Dataset entries

-=-=-

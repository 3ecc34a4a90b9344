//! The decode driver: header, locator, both tables, linking.

use crate::cursor::Cursor;
use crate::error::{Error, Result};
use crate::event::BankEvent;
use crate::header::{sniff_signature, BankHeader, SIGNATURE};
use crate::model::BankModel;
use crate::source::BankSource;
use crate::tables::TableLayout;

/// Hooks called at fixed points of a decode.
///
/// This is the decoder's whole reporting surface: tools that want progress
/// lines, statistics or damage reports implement the methods they care
/// about, and every method defaults to doing nothing. The decoder itself
/// never prints.
pub trait DecodeObserver {
    /// Fixed header decoded. A `format_version` other than
    /// [`crate::header::FORMAT_VERSION`] is worth a warning here; the
    /// decode proceeds regardless.
    fn header_decoded(&mut self, header: &BankHeader) {
        let _ = header;
    }

    /// One event-table row decoded, about to be inserted.
    fn event_decoded(&mut self, event: &BankEvent) {
        let _ = event;
    }

    /// One source record decoded, payload bytes and all.
    fn source_decoded(&mut self, source: &BankSource) {
        let _ = source;
    }

    /// A decoded source matched no event and was filed as an orphan.
    fn source_orphaned(&mut self, source: &BankSource) {
        let _ = source;
    }

    /// A source record failed its offset self-check. The decode aborts
    /// with [`Error::SourceOffsetMismatch`] right after this call.
    fn integrity_failure(&mut self, expected: u32, actual: u32) {
        let _ = (expected, actual);
    }
}

/// A [`DecodeObserver`] that ignores everything.
#[derive(Debug, Default, Clone, Copy)]
pub struct NullObserver;

impl DecodeObserver for NullObserver {}

/// Decode a complete container image.
pub fn decode(data: &[u8]) -> Result<BankModel> {
    decode_with_observer(data, &mut NullObserver)
}

/// Decode a complete container image, reporting progress to `observer`.
///
/// Returns either a fully populated model or the first error; no partial
/// model escapes and no table row is silently skipped.
pub fn decode_with_observer(data: &[u8], observer: &mut dyn DecodeObserver) -> Result<BankModel> {
    let order = sniff_signature(data)?;
    let mut c = Cursor::new(data, order);
    c.seek(SIGNATURE.len());

    let header = BankHeader::parse(&mut c)?;
    observer.header_decoded(&header);

    let layout = TableLayout::parse(&mut c)?;
    let mut model = BankModel::new(header, layout);

    // Event table, strictly in row order; row order becomes the model's
    // iteration order.
    if c.position() != model.layout.event_table_offset as usize {
        c.seek(model.layout.event_table_offset as usize);
    }
    for _ in 0..model.layout.event_count {
        let event = BankEvent::parse(&mut c)?;
        observer.event_decoded(&event);
        model.insert_event(event);
    }

    // Source table. Not guaranteed to start where the event table ends.
    if c.position() != model.layout.source_table_offset as usize {
        c.seek(model.layout.source_table_offset as usize);
    }
    for _ in 0..model.layout.source_count {
        let source = match BankSource::parse(&mut c) {
            Ok(source) => source,
            Err(err) => {
                if let Error::SourceOffsetMismatch {
                    expected, actual, ..
                } = &err
                {
                    observer.integrity_failure(*expected, *actual);
                }
                return Err(err);
            }
        };
        observer.source_decoded(&source);
        link_source(&mut model, source, observer)?;
    }

    Ok(model)
}

/// Attach a decoded source to the event named by its path directory, or
/// file it as an orphan when no such event exists.
fn link_source(
    model: &mut BankModel,
    source: BankSource,
    observer: &mut dyn DecodeObserver,
) -> Result<()> {
    let directory = directory_of(&source.path)?;
    match model.event_mut(directory) {
        Some(event) => event.sources.push(source),
        None => {
            observer.source_orphaned(&source);
            model.orphans.push(source);
        }
    }
    Ok(())
}

/// Directory component of a source path: everything before the last `/`.
/// A path without one has nothing to link by, which is fatal.
fn directory_of(path: &str) -> Result<&str> {
    match path.rfind('/') {
        Some(i) => Ok(&path[..i]),
        None => Err(Error::PathWithoutDirectory {
            path: path.to_owned(),
        }),
    }
}
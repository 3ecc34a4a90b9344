use crate::cursor::{ByteOrder, Cursor};
use crate::error::{Error, Result};

/// Container signature as stored by a big-endian packer; little-endian
/// builds store the same magic byte-reversed.
pub const SIGNATURE: [u8; 4] = *b"BANK";

/// Layout revision this decoder was written against. Other revisions still
/// decode; callers that care compare and warn.
pub const FORMAT_VERSION: u32 = 8;

/// Size of the fixed header region. The table locator starts exactly here,
/// and so does the bank name string; the two share bytes.
pub const HEADER_SIZE: usize = 0x38;

/// Select the byte order from the leading signature.
///
/// `BANK` reads big-endian, `KNAB` little-endian. Anything else is fatal:
/// with no signature match there is no way to interpret a single word of
/// the rest of the file.
pub fn sniff_signature(data: &[u8]) -> Result<ByteOrder> {
    if data.len() < SIGNATURE.len() {
        return Err(Error::Truncated {
            offset: 0,
            wanted: SIGNATURE.len(),
            available: data.len(),
        });
    }
    let signature = [data[0], data[1], data[2], data[3]];
    match &signature {
        b"BANK" => Ok(ByteOrder::Big),
        b"KNAB" => Ok(ByteOrder::Little),
        _ => Err(Error::UnrecognizedSignature { signature }),
    }
}

/// Decoded fixed header.
#[derive(Debug, Clone, PartialEq, Eq)]
pub struct BankHeader {
    /// Bank display name, stored at offset [`HEADER_SIZE`]. Overlaps the
    /// first table-locator word; short names fit inside it entirely.
    pub name: String,
    /// Original container file name as recorded by the packer, stored in
    /// the reserved span at 0x10. Often empty in practice.
    pub container_filename: String,
    /// Bytes the game runtime sets aside to hold the decoded entry data.
    pub memory_budget: u32,
    /// Layout revision; see [`FORMAT_VERSION`].
    pub format_version: u32,
    /// Byte order selected by the signature.
    pub byte_order: ByteOrder,
}

impl BankHeader {
    /// Parse the fixed header. The cursor must sit right after the 4-byte
    /// signature; afterwards it sits at the container-filename field
    /// (0x10), since both string reads are scoped and do not advance it.
    pub fn parse(c: &mut Cursor) -> Result<Self> {
        let format_version = c.read_u32()?;
        let memory_budget = c.read_u32()?;
        let _reserved = c.read_u32()?;
        let container_filename = c.peek_cstring()?;
        let name = c.read_cstring_at(HEADER_SIZE)?;
        Ok(Self {
            name,
            container_filename,
            memory_budget,
            format_version,
            byte_order: c.byte_order(),
        })
    }
}

#[cfg(test)]
mod tests {
    use super::*;

    #[test]
    fn signature_selects_byte_order() {
        assert_eq!(sniff_signature(b"BANKxxxx").unwrap(), ByteOrder::Big);
        assert_eq!(sniff_signature(b"KNABxxxx").unwrap(), ByteOrder::Little);
    }

    #[test]
    fn unknown_signature_is_fatal() {
        match sniff_signature(b"RIFF\0\0\0\0") {
            Err(Error::UnrecognizedSignature { signature }) => {
                assert_eq!(&signature, b"RIFF");
            }
            other => panic!("expected UnrecognizedSignature, got {other:?}"),
        }
    }

    #[test]
    fn input_shorter_than_signature_is_truncated() {
        assert!(matches!(
            sniff_signature(b"BA"),
            Err(Error::Truncated {
                offset: 0,
                wanted: 4,
                available: 2,
            })
        ));
    }
}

-=-=-

— What the task asks —
Return every line above where "Result" appears.

— Task output —
use crate::error::{Error, Result};
pub fn decode(data: &[u8]) -> Result<BankModel> {
pub fn decode_with_observer(data: &[u8], observer: &mut dyn DecodeObserver) -> Result<BankModel> {
) -> Result<()> {
fn directory_of(path: &str) -> Result<&str> {
use crate::error::{Error, Result};
pub fn sniff_signature(data: &[u8]) -> Result<ByteOrder> {
    pub fn parse(c: &mut Cursor) -> Result<Self> {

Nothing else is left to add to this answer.